Working data START

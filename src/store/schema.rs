//! Schema migrations.
//!
//! Applied version is mirrored to `PRAGMA user_version`; pending migrations
//! run inside one transaction.

use rusqlite::Connection;

use super::{StoreError, StoreResult};

#[derive(Debug, Clone, Copy)]
struct Migration {
    version: u32,
    sql: &'static str,
}

const MIGRATIONS: &[Migration] = &[Migration {
    version: 1,
    sql: include_str!("migrations/0001_init.sql"),
}];

/// Latest schema version this binary knows about
pub fn latest_version() -> u32 {
    MIGRATIONS.last().map_or(0, |m| m.version)
}

/// Apply all pending migrations
pub fn apply_migrations(conn: &mut Connection) -> StoreResult<()> {
    let current = current_version(conn)?;
    let latest = latest_version();

    if current > latest {
        return Err(StoreError::UnsupportedSchemaVersion {
            db_version: current,
            latest_supported: latest,
        });
    }

    if current == latest {
        return Ok(());
    }

    let tx = conn.transaction()?;
    for migration in MIGRATIONS.iter().filter(|m| m.version > current) {
        tx.execute_batch(migration.sql)?;
        tx.execute_batch(&format!("PRAGMA user_version = {};", migration.version))?;
        tracing::debug!(version = migration.version, "Applied migration");
    }
    tx.commit()?;

    Ok(())
}

pub(crate) fn current_version(conn: &Connection) -> StoreResult<u32> {
    Ok(conn.query_row("PRAGMA user_version;", [], |row| row.get(0))?)
}

#[cfg(test)]
mod tests {
    use super::*;

    #[test]
    fn test_migrations_apply_once() {
        let mut conn = Connection::open_in_memory().unwrap();

        apply_migrations(&mut conn).unwrap();
        assert_eq!(current_version(&conn).unwrap(), latest_version());

        // Second run is a no-op
        apply_migrations(&mut conn).unwrap();
        assert_eq!(current_version(&conn).unwrap(), latest_version());
    }

    #[test]
    fn test_newer_schema_rejected() {
        let mut conn = Connection::open_in_memory().unwrap();
        conn.execute_batch("PRAGMA user_version = 99;").unwrap();

        let err = apply_migrations(&mut conn).unwrap_err();
        assert!(matches!(
            err,
            StoreError::UnsupportedSchemaVersion { db_version: 99, .. }
        ));
    }
}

Working data END

### Exercise
Reproduce each line of the records in which "StoreError" appears.

### Your response
use super::{StoreError, StoreResult};
        return Err(StoreError::UnsupportedSchemaVersion {
            StoreError::UnsupportedSchemaVersion { db_version: 99, .. }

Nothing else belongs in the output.